## EXERCISE DESCRIPTION
Write out exactly the lines of the entries below from the one holding "fn default() ->" to the one holding "let q = utils::normalize_quat(self.orientation);", inclusive, and leave out all other lines.

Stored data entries
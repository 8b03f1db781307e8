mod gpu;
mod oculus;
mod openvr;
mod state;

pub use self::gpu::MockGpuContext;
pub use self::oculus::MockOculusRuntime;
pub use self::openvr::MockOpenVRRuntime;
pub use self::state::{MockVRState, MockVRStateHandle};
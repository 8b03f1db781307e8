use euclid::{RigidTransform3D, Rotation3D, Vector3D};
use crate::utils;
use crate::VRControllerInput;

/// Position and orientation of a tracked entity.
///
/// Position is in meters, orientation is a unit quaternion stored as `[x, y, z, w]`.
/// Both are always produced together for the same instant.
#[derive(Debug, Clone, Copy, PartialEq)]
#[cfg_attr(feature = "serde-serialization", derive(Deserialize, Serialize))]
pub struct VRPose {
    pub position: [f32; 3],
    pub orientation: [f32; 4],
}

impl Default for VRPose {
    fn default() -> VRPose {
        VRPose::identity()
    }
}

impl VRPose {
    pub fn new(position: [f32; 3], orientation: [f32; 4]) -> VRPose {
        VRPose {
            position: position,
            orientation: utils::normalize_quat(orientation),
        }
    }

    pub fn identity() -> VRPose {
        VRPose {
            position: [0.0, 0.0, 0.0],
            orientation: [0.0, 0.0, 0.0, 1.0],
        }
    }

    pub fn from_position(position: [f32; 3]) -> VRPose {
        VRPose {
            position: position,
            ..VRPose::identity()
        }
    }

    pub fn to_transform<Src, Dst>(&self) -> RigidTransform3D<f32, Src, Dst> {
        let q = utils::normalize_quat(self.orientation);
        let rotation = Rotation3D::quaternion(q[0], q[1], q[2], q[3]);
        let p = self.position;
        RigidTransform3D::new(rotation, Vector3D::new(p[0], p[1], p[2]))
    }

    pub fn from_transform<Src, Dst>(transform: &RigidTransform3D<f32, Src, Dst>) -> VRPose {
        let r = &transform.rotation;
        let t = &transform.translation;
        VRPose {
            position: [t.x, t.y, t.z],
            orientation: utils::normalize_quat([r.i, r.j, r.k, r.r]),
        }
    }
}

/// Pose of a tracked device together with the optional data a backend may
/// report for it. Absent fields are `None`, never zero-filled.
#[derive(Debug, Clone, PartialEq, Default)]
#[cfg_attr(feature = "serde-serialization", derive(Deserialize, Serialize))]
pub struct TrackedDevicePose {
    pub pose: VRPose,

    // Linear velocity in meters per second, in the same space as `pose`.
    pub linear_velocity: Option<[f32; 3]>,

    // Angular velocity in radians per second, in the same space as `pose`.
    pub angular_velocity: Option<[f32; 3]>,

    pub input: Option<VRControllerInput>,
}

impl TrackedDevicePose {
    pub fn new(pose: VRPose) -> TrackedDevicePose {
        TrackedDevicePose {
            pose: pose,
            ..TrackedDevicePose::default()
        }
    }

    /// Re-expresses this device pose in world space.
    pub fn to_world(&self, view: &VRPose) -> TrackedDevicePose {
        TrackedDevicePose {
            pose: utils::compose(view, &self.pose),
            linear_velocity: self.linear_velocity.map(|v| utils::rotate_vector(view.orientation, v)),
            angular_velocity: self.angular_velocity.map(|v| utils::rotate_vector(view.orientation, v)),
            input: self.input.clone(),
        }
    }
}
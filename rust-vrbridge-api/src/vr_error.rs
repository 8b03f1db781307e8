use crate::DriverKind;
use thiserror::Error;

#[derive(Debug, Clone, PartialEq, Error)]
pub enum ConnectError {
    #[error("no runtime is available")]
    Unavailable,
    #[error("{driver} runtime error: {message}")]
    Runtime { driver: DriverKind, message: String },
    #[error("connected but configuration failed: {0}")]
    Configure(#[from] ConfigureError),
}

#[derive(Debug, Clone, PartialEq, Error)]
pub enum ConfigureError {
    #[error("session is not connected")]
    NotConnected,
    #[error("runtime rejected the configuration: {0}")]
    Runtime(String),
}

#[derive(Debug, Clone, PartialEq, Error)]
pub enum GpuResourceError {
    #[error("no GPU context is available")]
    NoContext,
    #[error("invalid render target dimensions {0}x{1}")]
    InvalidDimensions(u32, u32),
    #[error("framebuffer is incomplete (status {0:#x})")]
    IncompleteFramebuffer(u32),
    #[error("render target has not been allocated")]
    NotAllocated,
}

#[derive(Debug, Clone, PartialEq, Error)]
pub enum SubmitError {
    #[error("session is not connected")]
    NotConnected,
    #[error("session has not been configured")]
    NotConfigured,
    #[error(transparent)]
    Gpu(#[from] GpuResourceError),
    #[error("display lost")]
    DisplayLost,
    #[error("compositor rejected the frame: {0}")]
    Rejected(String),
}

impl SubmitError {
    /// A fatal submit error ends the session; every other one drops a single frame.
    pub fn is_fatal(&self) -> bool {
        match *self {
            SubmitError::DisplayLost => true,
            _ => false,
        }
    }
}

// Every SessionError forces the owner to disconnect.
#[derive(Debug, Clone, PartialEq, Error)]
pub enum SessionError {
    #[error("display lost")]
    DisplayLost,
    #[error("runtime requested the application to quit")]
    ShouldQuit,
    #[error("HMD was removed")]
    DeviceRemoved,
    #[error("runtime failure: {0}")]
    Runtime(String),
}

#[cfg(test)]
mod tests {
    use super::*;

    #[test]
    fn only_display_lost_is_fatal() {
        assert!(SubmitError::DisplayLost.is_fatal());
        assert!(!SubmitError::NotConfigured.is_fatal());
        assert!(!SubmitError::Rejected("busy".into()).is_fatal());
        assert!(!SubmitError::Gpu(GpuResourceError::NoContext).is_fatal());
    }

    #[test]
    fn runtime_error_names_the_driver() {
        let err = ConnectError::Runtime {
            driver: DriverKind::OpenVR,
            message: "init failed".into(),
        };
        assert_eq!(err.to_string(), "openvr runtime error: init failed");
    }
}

## RESULT OF THIS TASK
    fn default() -> VRPose {
        VRPose::identity()
    }
}

impl VRPose {
    pub fn new(position: [f32; 3], orientation: [f32; 4]) -> VRPose {
        VRPose {
            position: position,
            orientation: utils::normalize_quat(orientation),
        }
    }

    pub fn identity() -> VRPose {
        VRPose {
            position: [0.0, 0.0, 0.0],
            orientation: [0.0, 0.0, 0.0, 1.0],
        }
    }

    pub fn from_position(position: [f32; 3]) -> VRPose {
        VRPose {
            position: position,
            ..VRPose::identity()
        }
    }

    pub fn to_transform<Src, Dst>(&self) -> RigidTransform3D<f32, Src, Dst> {
        let q = utils::normalize_quat(self.orientation);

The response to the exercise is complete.